Sharing knowledge is so valuable. Together with UPPAbaby and the University of Pennsylvania, we've conducted a study that we've presented at the 17th International Conference on Child Car Safety in Munich. For those who couldn't attend, we'd like to share a summary of our study.
The impact of vertical pitch on ATD injury metrics using virtual simulations
Besselink, D. (Sp); Gaudreau, P.; Maltese, M. R.: Impact of vertical pitch in frontal crashes on ATD injury metrics. Protection of Children in Cars, 17th International Conference TÜV SÜD, 2019, München, Germany, Dec. 2019.
In a 2018 study by Children’s Hospital of Philadelphia (CHOP), the vertical pitch motion of vehicles during full-frontal crash tests was investigated. The goal of the follow-up study was to quantify the impact of this vertical pitch motion on the loading of a child seated in the second seating row of a vehicle.
Using virtual simulation models of a convertible US car seat (the UPPAbaby KNOX) on the FMVSS No. 213 test sled with and without top tether install and crash test pulses of 17 different vehicles, we elucidated the impact of the vertical pitch on the ATD injury metrics.

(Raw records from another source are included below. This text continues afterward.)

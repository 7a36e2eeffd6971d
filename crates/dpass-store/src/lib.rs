//! dpass-store
//!
//! Contracts for the two external stores the allocation desk depends on:
//!
//! - [`EntryStore`]: collection of pass entries, one document per recipient.
//! - [`TotalsRegistry`]: single document holding capacity per gate.
//!
//! Both push full snapshots to subscribers on every change. Snapshots carry
//! a monotonically increasing `revision` so consumers can discard
//! out-of-order deliveries.
//!
//! In-memory implementations live in [`memory`] and back the daemon and
//! the test suites.

mod error;
pub mod memory;
mod subscription;
mod traits;

pub use error::StoreError;
pub use memory::{MemoryEntryStore, MemoryTotalsRegistry};
pub use subscription::Subscription;
pub use traits::{EntryCallback, EntrySnapshot, EntryStore, TotalsCallback, TotalsRegistry, TotalsSnapshot};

The results show that by adding the vertical pitch accelerations, the loading of the ATD increased on average. For the analyzed vehicle set, the average loading of the ATD’s chest, without and with top tether, increases by 13% and 10%, of the ATD’s head by 13% and 18% and of the ATD’s neck by 1% and 3.5% respectively.
Since the characteristics of the vertical pitch acceleration strongly differ per vehicle, the impact of including the vertical pitch on the loading of the ATD also differs significantly per simulation, leading to a larger spread in results.
Characteristics of vertical pitch motions have been identified which lead to a severe increase of the loading of the ATD by more than 30%. The results of this study can be used in the puzzle to develop solutions on how to incorporate real-world vehicle crash motions into (a) the future CRS design, (b) the future CRS regulation and homologation and potentially (c) the future vehicle designs.